Especificamente em relação à angústia, é possível afirmar que o seu caráter revelador é especialmente importante filosoficamente, ao menos para uma filosofia que coloca para si a tarefa de elaborar uma analítica da existência, como é o caso de Ser e Tempo. A razão desta relevância é que por meio da angústia se abre e é possível mostrar ou revelar a dimensão finita e estruturalmente negativa da existência humana (que são longa e detidamente apresentadas no parágrafo §40 da primeira Divisão e na primeira parte segunda Divisão). Não cabe aqui reconstruir a longa e complexa fenomenologia da angústia elaborada por Heidegger, mas apenas mencionar que ela cumpre um papel meta-filosófico decisivo no interior da analítica da existência, pois com a angústia a familiaridade constitutiva da cotidianidade cai por terra e, com isso, se abre a possibilidade de explorar uma dimensão do ser-no-mundo que até então permanecia encoberta.
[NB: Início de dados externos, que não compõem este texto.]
//! Inline-or-emit policy for static assets routed to [`URL_HANDLER`].
//!
//! Files below the rule's `limit` become `data:` URIs; everything else is
//! written under a content-hashed name so unchanged assets stay cacheable.

use std::path::Path;

use base64::Engine;
use regex::{Captures, Regex};
use sha2::{Digest, Sha256};

use buildgate_shared::{BuildGateError, Result};

use crate::rule::{TransformRule, URL_HANDLER};

/// Hex digits in a full SHA-256 digest.
const FULL_HASH_LEN: usize = 64;

/// Where an asset ends up.
#[derive(Debug, Clone, PartialEq, Eq)]
pub enum AssetOutput {
    /// Embedded directly into the referencing module.
    Inline { data_uri: String },
    /// Emitted as a standalone file at this path, relative to the output root.
    File { path: String },
}

/// Options of a [`URL_HANDLER`] rule.
#[derive(Debug, Clone, PartialEq, Eq)]
pub struct UrlAsset {
    pub limit: u64,
    /// Name template, e.g. `static/img/[name].[hash:7].[ext]`.
    pub name: String,
}

impl UrlAsset {
    /// Read the policy from a rule. Returns `None` for rules handled elsewhere.
    pub fn from_rule(rule: &TransformRule) -> Option<Self> {
        if rule.handler != URL_HANDLER {
            return None;
        }
        Some(Self {
            // No limit means every file is inlined.
            limit: rule
                .options
                .get("limit")
                .and_then(|v| v.as_u64())
                .unwrap_or(u64::MAX),
            name: rule
                .options
                .get("name")
                .and_then(|v| v.as_str())
                .unwrap_or("[hash].[ext]")
                .to_string(),
        })
    }

    /// Decide how `resource` with the given contents is delivered.
    pub fn emit(&self, resource: &str, contents: &[u8]) -> Result<AssetOutput> {
        if (contents.len() as u64) < self.limit {
            return Ok(AssetOutput::Inline {
                data_uri: data_uri(resource, contents),
            });
        }
        Ok(AssetOutput::File {
            path: render_name(&self.name, resource, contents)?,
        })
    }
}

/// Lowercase hex SHA-256 of `contents`.
pub fn content_hash(contents: &[u8]) -> String {
    format!("{:x}", Sha256::digest(contents))
}

/// Expand `[name]`, `[ext]`, `[hash]` and `[hash:N]` in a name template.
pub fn render_name(template: &str, resource: &str, contents: &[u8]) -> Result<String> {
    let path = Path::new(resource);
    let stem = path.file_stem().and_then(|s| s.to_str()).unwrap_or("");
    let ext = path.extension().and_then(|s| s.to_str()).unwrap_or("");
    let hash = content_hash(contents);

    let re = Regex::new(r"\[hash(?::(\d+))?\]")
        .map_err(|e| BuildGateError::validation(e.to_string()))?;

    let mut bad_len = None;
    let hashed = re.replace_all(template, |caps: &Captures| {
        let len = caps
            .get(1)
            .map(|m| m.as_str().parse::<usize>().unwrap_or(0))
            .unwrap_or(FULL_HASH_LEN);
        if len == 0 || len > FULL_HASH_LEN {
            bad_len = Some(caps[0].to_string());
            return String::new();
        }
        hash[..len].to_string()
    });

    if let Some(token) = bad_len {
        return Err(BuildGateError::validation(format!(
            "invalid hash length in name template '{template}': {token}"
        )));
    }

    Ok(hashed.replace("[name]", stem).replace("[ext]", ext))
}

/// Build a base64 `data:` URI for `contents`.
pub fn data_uri(resource: &str, contents: &[u8]) -> String {
    let ext = Path::new(resource)
        .extension()
        .and_then(|s| s.to_str())
        .unwrap_or("");
    format!(
        "data:{};base64,{}",
        mime_for(ext),
        base64::engine::general_purpose::STANDARD.encode(contents)
    )
}

fn mime_for(ext: &str) -> &'static str {
    match ext.to_ascii_lowercase().as_str() {
        "png" => "image/png",
        "jpg" | "jpeg" => "image/jpeg",
        "gif" => "image/gif",
        "svg" => "image/svg+xml",
        "mp4" => "video/mp4",
        "webm" => "video/webm",
        "ogg" => "audio/ogg",
        "mp3" => "audio/mpeg",
        "wav" => "audio/wav",
        "flac" => "audio/flac",
        "aac" => "audio/aac",
        "woff" => "font/woff",
        "woff2" => "font/woff2",
        "eot" => "application/vnd.ms-fontobject",
        "ttf" => "font/ttf",
        "otf" => "font/otf",
        _ => "application/octet-stream",
    }
}
//! Core domain types shared across buildgate crates.

use serde::{Deserialize, Serialize};

use crate::error::{BuildGateError, Result};

// ---------------------------------------------------------------------------
// BuildMode
// ---------------------------------------------------------------------------

/// Which flavor of asset pipeline settings to build with.
///
/// Parsed from `NODE_ENV`-style values and exported back to the bundling
/// engine under the same name.
#[derive(Debug, Clone, Copy, PartialEq, Eq, Hash, Serialize, Deserialize)]
#[serde(rename_all = "lowercase")]
pub enum BuildMode {
    Development,
    Production,
}

impl BuildMode {
    /// The `NODE_ENV` value for this mode.
    pub fn as_str(&self) -> &'static str {
        match self {
            Self::Development => "development",
            Self::Production => "production",
        }
    }
}

impl std::fmt::Display for BuildMode {
    fn fmt(&self, f: &mut std::fmt::Formatter<'_>) -> std::fmt::Result {
        f.write_str(self.as_str())
    }
}

impl std::str::FromStr for BuildMode {
    type Err = BuildGateError;

    fn from_str(s: &str) -> Result<Self> {
        match s.trim().to_ascii_lowercase().as_str() {
            "production" | "prod" => Ok(Self::Production),
            "development" | "dev" => Ok(Self::Development),
            other => Err(BuildGateError::config(format!(
                "unknown build mode '{other}': expected 'production' or 'development'"
            ))),
        }
    }
}

// ---------------------------------------------------------------------------
// Version gate
// ---------------------------------------------------------------------------

/// A single unmet toolchain requirement.
#[derive(Debug, Clone, PartialEq, Eq, Serialize, Deserialize)]
pub struct Violation {
    /// Tool name, e.g. `node`.
    pub tool: String,
    /// Installed version, or `not found`.
    pub current: String,
    /// Declared range from package metadata.
    pub required: String,
}

impl std::fmt::Display for Violation {
    fn fmt(&self, f: &mut std::fmt::Formatter<'_>) -> std::fmt::Result {
        write!(f, "{}: {} should be {}", self.tool, self.current, self.required)
    }
}

// ---------------------------------------------------------------------------
// BuildResult
// ---------------------------------------------------------------------------

/// What the bundling engine reports once a compile run finishes.
#[derive(Debug, Clone, Default, PartialEq, Eq, Serialize, Deserialize)]
pub struct BuildResult {
    pub has_errors: bool,
    pub has_warnings: bool,
    /// Human-readable stats text, printed verbatim.
    pub summary: String,
}

// ---------------------------------------------------------------------------
// Package metadata
// ---------------------------------------------------------------------------

/// The subset of `package.json` buildgate cares about.
#[derive(Debug, Clone, Default, Serialize, Deserialize)]
pub struct PackageManifest {
    #[serde(default)]
    pub name: Option<String>,
    #[serde(default)]
    pub version: Option<String>,
    #[serde(default)]
    pub engines: Engines,
}

/// Declared toolchain ranges (`"engines"` in `package.json`).
#[derive(Debug, Clone, Default, Serialize, Deserialize)]
pub struct Engines {
    /// Primary runtime range. Always enforced when declared.
    #[serde(default)]
    pub node: Option<String>,
    /// Package manager range. Enforced only when the tool is installed.
    #[serde(default)]
    pub npm: Option<String>,
}

#[cfg(test)]
mod tests {
    use super::*;

    #[test]
    fn build_mode_parses_node_env_values() {
        assert_eq!("production".parse::<BuildMode>().unwrap(), BuildMode::Production);
        assert_eq!(" Development ".parse::<BuildMode>().unwrap(), BuildMode::Development);
        assert!("staging".parse::<BuildMode>().is_err());
        assert_eq!(BuildMode::Production.to_string(), "production");
    }

    #[test]
    fn violation_display() {
        let v = Violation {
            tool: "node".into(),
            current: "6.0.0".into(),
            required: "^8.0.0".into(),
        };
        assert_eq!(v.to_string(), "node: 6.0.0 should be ^8.0.0");
    }

    #[test]
    fn package_manifest_reads_engines() {
        let json = r#"{
            "name": "demo-app",
            "version": "1.0.0",
            "engines": { "node": ">= 6.0.0", "npm": ">= 3.0.0" },
            "scripts": { "build": "node build/build.js" }
        }"#;
        let manifest: PackageManifest = serde_json::from_str(json).expect("parse");
        assert_eq!(manifest.name.as_deref(), Some("demo-app"));
        assert_eq!(manifest.engines.node.as_deref(), Some(">= 6.0.0"));
        assert_eq!(manifest.engines.npm.as_deref(), Some(">= 3.0.0"));
    }

    #[test]
    fn package_manifest_without_engines() {
        let manifest: PackageManifest = serde_json::from_str(r#"{"name":"x"}"#).expect("parse");
        assert!(manifest.engines.node.is_none());
        assert!(manifest.engines.npm.is_none());
    }
}
//! Stockroom CLI - Database migrations and management tools.
//!
//! # Usage
//!
//! ```bash
//! # Run database migrations
//! stockroom-cli migrate
//!
//! # Seed the database with demo products
//! stockroom-cli seed
//! ```
//!
//! # Commands
//!
//! - `migrate` - Run database migrations
//! - `seed` - Seed the database with demo products

#![cfg_attr(not(test), forbid(unsafe_code))]

use clap::{Parser, Subcommand};

mod commands;

#[derive(Parser)]
#[command(name = "stockroom-cli")]
#[command(author, version, about = "Stockroom CLI tools")]
struct Cli {
    #[command(subcommand)]
    command: Commands,
}

#[derive(Subcommand)]
enum Commands {
    /// Run database migrations
    Migrate,
    /// Seed the database with demo products
    Seed,
}

#[tokio::main]
async fn main() {
    // Initialize tracing
    tracing_subscriber::fmt::init();

    let cli = Cli::parse();

    let result: Result<(), Box<dyn std::error::Error>> = run(cli).await;

    if let Err(e) = result {
        tracing::error!("Command failed: {e}");
        std::process::exit(1);
    }
}

async fn run(cli: Cli) -> Result<(), Box<dyn std::error::Error>> {
    match cli.command {
        Commands::Migrate => commands::migrate::run().await?,
        Commands::Seed => commands::seed::run().await?,
    }
    Ok(())
}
Ou seja, o caráter revelador das emoções em geral, e dos humores em particular, permite revelar dimensões da experiência humana que só podem ser acessadas pela via afetiva. Sobre este ponto caberia colocar, por fim, o problema da morte: de que maneira seria possível compreender a própria morte sem ao mesmo tempo ter uma resposta afetiva? Se uma das tarefas da filosofia é elaborar a ontologia fundamental, e se há uma dimensão da realidade acessível apenas afetivamente, então afetos, sejam humores ou emoções, assumem relevância meta-filosófica irredutível, uma vez que são a chave de acesso para uma dimensão, mesmo que parcial, do ser.